Requirement: Filter the data for lines with the word "being", then copy every line so identified.

··· Records provided ···

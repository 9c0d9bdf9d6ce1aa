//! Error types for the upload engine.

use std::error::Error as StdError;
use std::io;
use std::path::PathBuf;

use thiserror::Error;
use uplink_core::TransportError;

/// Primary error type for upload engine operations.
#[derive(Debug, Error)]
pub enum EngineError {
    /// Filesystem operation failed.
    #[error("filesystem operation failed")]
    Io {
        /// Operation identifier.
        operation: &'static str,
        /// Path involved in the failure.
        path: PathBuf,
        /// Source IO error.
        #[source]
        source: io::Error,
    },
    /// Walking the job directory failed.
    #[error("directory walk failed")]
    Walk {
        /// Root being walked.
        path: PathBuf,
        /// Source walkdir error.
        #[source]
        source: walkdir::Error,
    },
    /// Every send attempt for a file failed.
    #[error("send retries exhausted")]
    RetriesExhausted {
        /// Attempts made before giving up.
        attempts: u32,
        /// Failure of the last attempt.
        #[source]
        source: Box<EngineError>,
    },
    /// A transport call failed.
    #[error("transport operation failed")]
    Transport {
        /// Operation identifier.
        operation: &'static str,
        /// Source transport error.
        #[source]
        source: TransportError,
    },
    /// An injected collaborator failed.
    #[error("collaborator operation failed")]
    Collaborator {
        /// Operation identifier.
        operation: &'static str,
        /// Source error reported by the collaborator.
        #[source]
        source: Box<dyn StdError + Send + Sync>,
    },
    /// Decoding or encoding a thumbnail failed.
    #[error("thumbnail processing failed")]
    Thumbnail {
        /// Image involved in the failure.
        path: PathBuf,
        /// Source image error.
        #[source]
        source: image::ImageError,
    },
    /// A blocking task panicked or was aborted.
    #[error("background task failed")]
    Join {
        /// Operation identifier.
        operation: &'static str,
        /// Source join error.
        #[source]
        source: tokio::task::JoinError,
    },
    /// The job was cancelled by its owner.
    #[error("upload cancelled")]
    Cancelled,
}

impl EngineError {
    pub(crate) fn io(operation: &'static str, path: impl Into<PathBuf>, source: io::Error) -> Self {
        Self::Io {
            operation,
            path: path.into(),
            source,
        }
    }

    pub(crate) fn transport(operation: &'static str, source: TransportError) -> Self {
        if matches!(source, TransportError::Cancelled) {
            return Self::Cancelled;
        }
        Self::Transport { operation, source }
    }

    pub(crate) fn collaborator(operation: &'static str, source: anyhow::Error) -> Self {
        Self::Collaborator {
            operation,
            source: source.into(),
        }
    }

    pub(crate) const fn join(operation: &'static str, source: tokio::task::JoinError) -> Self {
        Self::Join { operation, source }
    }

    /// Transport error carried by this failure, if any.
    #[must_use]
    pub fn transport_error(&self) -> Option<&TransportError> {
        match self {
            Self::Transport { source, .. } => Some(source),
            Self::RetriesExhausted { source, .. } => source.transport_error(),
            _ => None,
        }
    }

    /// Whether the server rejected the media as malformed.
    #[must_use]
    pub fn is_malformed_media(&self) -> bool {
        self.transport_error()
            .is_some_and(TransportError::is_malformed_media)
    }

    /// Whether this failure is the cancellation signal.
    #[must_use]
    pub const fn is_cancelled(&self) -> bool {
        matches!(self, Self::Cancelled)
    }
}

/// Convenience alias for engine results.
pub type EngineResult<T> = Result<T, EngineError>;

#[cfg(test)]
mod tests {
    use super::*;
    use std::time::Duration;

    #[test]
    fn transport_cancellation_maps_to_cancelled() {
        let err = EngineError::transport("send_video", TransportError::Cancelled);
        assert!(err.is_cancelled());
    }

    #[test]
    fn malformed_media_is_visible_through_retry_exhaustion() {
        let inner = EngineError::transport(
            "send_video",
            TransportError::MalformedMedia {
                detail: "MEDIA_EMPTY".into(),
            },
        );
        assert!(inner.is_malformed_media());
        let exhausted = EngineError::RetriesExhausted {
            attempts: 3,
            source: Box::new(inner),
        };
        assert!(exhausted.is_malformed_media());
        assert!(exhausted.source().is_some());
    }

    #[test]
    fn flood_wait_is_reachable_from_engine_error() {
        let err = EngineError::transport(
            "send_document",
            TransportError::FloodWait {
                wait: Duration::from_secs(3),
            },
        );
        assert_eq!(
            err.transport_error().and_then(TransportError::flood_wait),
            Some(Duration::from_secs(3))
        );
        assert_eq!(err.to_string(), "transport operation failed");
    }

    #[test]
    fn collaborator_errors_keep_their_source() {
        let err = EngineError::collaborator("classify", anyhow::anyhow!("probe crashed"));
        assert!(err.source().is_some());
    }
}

···
··· Records provided ···

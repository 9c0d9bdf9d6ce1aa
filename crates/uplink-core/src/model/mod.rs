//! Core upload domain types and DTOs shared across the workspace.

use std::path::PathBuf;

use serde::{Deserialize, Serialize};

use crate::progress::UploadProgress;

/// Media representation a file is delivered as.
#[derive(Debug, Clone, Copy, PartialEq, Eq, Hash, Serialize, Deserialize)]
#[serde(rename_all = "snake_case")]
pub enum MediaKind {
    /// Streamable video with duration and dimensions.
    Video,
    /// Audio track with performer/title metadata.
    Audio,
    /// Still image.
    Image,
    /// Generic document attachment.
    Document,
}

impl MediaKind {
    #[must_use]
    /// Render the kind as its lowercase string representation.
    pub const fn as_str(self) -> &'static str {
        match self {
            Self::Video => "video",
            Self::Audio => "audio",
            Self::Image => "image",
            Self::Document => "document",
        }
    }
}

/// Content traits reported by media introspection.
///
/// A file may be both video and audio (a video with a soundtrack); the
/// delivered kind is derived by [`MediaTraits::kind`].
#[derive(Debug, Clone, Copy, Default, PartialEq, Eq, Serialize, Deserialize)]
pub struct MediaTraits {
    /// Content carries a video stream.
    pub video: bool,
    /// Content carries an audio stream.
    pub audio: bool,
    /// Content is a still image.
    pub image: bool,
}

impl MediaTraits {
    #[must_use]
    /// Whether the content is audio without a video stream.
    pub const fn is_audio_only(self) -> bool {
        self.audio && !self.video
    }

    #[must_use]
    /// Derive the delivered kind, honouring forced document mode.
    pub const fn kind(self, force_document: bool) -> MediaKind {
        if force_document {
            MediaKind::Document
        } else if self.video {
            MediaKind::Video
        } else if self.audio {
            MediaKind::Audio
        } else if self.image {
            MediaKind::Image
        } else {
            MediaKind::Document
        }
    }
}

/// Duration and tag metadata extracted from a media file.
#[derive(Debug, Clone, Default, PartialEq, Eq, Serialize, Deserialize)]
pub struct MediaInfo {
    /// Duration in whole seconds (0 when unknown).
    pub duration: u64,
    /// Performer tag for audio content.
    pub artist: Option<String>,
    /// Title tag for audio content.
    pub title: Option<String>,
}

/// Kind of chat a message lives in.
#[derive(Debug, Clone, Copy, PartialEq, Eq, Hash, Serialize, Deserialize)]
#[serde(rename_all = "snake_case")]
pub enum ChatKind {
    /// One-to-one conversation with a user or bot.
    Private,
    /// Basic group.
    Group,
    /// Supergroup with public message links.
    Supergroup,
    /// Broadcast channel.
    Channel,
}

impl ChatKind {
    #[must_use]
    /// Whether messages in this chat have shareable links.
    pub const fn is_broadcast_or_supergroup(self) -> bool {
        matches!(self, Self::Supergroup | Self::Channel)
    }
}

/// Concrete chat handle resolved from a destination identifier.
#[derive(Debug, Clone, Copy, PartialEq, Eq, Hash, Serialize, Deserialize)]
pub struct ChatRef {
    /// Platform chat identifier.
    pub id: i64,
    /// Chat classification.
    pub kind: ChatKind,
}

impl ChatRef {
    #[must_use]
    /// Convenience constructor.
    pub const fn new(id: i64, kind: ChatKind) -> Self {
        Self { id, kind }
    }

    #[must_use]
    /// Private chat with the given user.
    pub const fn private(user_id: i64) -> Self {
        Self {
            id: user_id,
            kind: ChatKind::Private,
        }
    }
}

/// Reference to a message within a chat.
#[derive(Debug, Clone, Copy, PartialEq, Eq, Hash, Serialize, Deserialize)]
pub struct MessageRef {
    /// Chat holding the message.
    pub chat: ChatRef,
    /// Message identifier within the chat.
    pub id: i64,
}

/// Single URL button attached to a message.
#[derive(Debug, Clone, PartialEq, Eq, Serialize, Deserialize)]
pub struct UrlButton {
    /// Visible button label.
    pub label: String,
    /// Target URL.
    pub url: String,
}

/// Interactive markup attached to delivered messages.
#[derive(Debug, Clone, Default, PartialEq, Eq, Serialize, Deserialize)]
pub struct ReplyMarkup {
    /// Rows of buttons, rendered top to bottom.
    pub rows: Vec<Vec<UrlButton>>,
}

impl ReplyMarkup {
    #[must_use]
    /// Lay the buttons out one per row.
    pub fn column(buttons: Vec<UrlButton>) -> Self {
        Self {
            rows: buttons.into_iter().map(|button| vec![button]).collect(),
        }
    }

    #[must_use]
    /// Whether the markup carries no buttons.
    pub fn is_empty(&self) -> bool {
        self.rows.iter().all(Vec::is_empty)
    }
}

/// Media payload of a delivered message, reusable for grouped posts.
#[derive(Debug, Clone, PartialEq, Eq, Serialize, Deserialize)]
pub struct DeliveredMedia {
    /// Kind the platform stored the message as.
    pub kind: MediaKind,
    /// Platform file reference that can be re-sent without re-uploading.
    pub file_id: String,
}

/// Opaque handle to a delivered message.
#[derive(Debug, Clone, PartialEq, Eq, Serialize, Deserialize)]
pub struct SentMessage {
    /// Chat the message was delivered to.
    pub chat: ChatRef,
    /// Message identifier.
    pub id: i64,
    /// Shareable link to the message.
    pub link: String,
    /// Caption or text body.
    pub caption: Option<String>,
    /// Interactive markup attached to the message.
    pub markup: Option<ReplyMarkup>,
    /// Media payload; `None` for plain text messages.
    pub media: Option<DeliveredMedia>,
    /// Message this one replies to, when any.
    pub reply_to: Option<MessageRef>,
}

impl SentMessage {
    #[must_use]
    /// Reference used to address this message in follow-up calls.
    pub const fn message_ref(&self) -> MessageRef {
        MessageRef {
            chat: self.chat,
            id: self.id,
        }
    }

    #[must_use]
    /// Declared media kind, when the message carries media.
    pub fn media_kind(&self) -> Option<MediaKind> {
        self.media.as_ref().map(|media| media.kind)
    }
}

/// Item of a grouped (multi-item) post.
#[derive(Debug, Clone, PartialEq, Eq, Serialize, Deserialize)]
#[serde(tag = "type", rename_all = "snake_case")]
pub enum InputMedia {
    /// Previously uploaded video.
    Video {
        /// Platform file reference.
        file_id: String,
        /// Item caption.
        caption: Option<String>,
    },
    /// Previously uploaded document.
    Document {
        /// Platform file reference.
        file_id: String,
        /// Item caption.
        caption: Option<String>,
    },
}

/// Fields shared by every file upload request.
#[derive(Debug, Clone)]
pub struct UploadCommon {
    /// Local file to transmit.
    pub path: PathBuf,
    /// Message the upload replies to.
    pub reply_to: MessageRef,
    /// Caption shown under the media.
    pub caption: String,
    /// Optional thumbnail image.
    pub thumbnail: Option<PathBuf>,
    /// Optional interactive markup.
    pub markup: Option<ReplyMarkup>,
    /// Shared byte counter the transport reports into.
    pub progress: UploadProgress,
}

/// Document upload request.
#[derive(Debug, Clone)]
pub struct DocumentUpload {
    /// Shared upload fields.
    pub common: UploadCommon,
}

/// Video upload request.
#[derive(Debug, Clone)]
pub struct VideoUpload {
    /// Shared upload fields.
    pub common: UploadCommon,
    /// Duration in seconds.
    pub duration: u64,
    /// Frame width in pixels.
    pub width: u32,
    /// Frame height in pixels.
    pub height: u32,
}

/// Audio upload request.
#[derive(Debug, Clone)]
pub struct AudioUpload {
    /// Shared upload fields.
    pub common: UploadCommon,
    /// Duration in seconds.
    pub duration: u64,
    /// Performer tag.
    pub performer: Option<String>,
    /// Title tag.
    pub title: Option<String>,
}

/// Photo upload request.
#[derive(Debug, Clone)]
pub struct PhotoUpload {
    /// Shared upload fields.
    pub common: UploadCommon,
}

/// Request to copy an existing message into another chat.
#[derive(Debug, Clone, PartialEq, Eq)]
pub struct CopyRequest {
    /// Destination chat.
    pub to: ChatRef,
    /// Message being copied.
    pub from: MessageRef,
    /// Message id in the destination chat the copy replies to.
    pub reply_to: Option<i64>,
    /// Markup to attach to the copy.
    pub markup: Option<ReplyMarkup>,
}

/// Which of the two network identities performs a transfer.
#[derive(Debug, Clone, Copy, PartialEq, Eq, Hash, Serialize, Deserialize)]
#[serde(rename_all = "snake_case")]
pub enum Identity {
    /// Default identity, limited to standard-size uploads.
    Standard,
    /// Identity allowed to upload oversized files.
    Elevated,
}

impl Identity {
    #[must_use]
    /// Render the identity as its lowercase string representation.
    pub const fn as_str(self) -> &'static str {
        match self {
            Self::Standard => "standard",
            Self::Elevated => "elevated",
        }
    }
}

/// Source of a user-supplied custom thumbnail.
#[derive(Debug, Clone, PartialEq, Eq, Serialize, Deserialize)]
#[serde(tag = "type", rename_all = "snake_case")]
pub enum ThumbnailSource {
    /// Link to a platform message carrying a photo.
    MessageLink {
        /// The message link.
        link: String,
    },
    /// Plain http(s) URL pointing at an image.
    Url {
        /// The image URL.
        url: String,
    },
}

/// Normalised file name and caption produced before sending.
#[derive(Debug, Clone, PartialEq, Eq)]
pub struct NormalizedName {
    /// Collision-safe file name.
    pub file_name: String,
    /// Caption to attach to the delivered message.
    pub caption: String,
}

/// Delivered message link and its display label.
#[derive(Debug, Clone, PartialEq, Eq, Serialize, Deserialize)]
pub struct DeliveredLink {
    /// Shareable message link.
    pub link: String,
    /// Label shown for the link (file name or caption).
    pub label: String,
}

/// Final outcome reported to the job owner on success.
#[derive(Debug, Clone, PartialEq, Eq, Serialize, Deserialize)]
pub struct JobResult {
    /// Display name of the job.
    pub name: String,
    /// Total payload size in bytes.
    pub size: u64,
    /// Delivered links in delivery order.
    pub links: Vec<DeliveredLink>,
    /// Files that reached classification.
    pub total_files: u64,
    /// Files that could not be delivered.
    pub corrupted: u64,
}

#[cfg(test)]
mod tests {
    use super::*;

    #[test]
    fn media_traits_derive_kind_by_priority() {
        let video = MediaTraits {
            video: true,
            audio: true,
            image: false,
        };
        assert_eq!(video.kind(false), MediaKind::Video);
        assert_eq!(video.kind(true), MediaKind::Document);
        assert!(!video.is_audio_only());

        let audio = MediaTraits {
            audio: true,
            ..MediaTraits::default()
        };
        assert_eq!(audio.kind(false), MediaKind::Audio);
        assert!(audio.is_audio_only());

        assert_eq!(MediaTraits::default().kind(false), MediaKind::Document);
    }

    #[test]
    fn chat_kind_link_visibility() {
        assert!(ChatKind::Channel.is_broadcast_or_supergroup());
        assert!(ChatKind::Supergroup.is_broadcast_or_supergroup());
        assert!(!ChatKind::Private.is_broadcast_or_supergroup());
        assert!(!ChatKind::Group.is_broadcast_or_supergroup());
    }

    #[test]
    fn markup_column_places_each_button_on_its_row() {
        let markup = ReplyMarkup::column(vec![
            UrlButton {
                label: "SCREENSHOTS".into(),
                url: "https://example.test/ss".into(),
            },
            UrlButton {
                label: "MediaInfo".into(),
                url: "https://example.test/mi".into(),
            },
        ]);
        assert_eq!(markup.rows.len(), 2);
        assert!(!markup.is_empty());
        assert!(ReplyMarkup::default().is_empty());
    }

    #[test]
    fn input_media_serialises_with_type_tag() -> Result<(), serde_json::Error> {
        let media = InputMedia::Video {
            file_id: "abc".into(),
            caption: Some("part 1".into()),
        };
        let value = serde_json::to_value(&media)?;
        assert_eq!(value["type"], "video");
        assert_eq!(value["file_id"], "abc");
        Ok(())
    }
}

···
··· Records provided ···

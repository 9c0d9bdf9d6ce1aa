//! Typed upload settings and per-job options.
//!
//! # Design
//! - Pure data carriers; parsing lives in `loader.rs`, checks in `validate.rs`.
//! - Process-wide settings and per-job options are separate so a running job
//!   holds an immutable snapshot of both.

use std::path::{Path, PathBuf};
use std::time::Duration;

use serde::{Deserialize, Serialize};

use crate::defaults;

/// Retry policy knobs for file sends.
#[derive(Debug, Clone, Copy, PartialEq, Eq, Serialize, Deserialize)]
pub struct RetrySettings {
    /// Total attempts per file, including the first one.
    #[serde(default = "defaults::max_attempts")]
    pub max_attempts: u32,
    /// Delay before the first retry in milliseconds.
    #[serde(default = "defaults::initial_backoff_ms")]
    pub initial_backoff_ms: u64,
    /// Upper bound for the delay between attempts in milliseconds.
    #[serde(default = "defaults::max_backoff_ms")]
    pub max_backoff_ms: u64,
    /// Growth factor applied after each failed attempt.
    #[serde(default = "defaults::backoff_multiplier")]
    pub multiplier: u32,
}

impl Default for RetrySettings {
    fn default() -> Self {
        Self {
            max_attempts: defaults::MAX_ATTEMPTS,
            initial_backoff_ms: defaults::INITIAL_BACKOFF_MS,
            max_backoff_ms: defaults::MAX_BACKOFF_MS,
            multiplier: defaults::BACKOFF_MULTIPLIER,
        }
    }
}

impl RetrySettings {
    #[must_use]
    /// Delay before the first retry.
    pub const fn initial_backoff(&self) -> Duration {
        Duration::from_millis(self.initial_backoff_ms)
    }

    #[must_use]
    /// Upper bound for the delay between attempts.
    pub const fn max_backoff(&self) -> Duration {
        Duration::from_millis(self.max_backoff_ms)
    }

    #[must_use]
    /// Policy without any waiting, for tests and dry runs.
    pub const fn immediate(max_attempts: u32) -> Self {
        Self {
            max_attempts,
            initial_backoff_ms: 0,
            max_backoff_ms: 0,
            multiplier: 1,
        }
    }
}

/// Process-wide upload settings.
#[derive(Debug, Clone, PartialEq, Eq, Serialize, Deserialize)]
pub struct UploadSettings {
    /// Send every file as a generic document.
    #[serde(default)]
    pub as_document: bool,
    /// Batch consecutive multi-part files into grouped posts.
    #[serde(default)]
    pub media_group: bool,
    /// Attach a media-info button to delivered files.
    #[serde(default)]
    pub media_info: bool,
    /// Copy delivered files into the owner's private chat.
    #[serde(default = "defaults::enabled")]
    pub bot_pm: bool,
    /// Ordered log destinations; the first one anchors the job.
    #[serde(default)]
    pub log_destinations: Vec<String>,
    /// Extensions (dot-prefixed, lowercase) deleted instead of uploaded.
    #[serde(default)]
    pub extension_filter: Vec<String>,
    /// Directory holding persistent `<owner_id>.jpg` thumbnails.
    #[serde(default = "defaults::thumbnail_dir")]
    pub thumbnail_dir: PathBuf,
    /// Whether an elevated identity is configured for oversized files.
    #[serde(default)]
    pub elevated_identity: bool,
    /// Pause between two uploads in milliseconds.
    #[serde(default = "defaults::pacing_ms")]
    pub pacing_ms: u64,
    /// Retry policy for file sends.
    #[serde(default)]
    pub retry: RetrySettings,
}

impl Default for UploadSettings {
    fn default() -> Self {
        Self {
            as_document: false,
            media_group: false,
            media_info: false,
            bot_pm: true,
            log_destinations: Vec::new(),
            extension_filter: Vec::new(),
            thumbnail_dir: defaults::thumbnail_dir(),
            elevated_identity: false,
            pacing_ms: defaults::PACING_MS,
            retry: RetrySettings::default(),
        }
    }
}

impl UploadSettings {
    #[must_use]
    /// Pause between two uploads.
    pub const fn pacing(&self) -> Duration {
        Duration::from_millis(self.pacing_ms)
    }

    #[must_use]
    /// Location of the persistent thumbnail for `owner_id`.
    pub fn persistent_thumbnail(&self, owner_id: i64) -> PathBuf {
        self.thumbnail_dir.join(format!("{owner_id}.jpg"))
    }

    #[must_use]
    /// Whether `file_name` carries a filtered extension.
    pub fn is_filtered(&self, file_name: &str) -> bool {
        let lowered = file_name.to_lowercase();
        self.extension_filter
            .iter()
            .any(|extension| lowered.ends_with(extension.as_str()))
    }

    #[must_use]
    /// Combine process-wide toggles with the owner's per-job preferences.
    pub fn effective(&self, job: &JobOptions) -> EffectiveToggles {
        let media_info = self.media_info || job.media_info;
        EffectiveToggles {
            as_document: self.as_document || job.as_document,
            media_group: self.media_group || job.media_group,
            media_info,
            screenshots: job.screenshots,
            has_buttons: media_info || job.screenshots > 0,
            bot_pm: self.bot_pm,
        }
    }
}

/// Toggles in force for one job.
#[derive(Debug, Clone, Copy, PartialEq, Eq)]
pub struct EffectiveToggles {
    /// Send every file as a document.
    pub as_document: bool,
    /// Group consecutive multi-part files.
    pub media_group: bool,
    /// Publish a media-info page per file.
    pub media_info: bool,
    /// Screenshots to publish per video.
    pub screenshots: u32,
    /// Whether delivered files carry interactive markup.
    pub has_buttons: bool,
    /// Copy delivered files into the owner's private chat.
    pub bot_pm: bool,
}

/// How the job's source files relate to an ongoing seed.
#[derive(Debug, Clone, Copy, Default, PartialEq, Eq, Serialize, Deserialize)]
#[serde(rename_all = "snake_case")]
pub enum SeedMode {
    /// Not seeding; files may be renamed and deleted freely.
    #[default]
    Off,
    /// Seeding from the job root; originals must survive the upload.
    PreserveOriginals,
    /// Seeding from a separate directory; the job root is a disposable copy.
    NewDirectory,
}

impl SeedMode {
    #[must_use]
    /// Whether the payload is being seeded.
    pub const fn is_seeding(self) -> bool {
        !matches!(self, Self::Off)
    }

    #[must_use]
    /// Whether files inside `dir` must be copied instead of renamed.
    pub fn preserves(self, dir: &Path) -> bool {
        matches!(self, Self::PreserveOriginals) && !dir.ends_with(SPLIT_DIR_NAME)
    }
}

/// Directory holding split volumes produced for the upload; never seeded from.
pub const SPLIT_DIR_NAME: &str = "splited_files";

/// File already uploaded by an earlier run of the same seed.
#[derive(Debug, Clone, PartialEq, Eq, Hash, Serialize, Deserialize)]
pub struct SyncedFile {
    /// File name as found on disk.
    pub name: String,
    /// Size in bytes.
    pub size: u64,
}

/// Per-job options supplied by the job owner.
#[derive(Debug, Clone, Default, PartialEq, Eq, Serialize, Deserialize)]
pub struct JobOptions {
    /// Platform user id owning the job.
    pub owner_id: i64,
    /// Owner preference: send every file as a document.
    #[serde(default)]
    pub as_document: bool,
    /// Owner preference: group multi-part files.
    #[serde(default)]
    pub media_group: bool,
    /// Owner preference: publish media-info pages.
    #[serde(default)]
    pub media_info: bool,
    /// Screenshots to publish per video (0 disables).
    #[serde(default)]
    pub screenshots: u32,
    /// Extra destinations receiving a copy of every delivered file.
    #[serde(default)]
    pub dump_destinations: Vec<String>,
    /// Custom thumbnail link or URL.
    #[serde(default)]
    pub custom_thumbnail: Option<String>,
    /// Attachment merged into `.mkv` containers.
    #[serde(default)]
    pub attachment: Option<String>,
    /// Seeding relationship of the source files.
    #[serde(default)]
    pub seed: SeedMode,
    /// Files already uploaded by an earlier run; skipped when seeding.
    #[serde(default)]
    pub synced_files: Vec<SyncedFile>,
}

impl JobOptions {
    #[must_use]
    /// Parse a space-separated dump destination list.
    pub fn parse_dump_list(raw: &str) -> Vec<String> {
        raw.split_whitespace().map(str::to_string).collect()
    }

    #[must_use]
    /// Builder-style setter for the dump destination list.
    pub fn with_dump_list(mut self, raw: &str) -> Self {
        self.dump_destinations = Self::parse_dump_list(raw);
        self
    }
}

···

Solution to this task:
        /// Root being walked.
    /// Message being copied.
    /// Whether the payload is being seeded.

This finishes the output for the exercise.